WHAT THIS TASK INVOLVES:
Every line of the listing that holds the word "global" should be returned.

DATA:
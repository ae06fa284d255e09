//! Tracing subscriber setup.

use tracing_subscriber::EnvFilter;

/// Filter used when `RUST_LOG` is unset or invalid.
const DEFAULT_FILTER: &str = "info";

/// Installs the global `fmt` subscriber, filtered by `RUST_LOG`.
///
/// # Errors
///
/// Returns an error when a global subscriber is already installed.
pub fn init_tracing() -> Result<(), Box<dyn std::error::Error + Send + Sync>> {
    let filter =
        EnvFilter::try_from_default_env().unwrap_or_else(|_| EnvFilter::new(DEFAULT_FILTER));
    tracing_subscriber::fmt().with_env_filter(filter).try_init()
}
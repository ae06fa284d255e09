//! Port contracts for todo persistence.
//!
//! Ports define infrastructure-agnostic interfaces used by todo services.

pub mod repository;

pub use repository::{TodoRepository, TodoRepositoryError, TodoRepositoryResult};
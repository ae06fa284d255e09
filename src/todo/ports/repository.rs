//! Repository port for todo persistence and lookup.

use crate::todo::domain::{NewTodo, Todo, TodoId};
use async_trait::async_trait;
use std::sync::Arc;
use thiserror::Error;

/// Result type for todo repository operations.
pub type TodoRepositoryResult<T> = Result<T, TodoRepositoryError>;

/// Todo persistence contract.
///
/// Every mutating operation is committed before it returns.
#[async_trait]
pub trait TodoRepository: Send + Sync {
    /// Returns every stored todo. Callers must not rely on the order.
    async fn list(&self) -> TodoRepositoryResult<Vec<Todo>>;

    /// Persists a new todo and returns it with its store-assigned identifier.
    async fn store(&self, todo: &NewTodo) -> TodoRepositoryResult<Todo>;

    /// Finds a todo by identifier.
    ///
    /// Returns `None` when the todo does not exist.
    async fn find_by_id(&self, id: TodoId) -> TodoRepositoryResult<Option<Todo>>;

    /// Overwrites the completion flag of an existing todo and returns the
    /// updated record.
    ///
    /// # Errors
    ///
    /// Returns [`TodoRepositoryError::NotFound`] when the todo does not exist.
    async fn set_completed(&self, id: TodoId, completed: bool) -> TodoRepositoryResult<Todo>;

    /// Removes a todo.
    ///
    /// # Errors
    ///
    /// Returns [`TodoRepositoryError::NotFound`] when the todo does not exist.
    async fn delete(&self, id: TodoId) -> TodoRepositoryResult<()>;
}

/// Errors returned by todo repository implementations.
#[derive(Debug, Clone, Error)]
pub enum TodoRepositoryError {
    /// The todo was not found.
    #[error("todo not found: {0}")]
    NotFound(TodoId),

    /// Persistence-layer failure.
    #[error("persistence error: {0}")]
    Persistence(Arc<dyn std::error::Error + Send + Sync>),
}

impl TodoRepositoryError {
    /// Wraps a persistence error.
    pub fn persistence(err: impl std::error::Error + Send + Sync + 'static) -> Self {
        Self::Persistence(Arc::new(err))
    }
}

SOLUTION FOR THIS TASK:
/// Installs the global `fmt` subscriber, filtered by `RUST_LOG`.
/// Returns an error when a global subscriber is already installed.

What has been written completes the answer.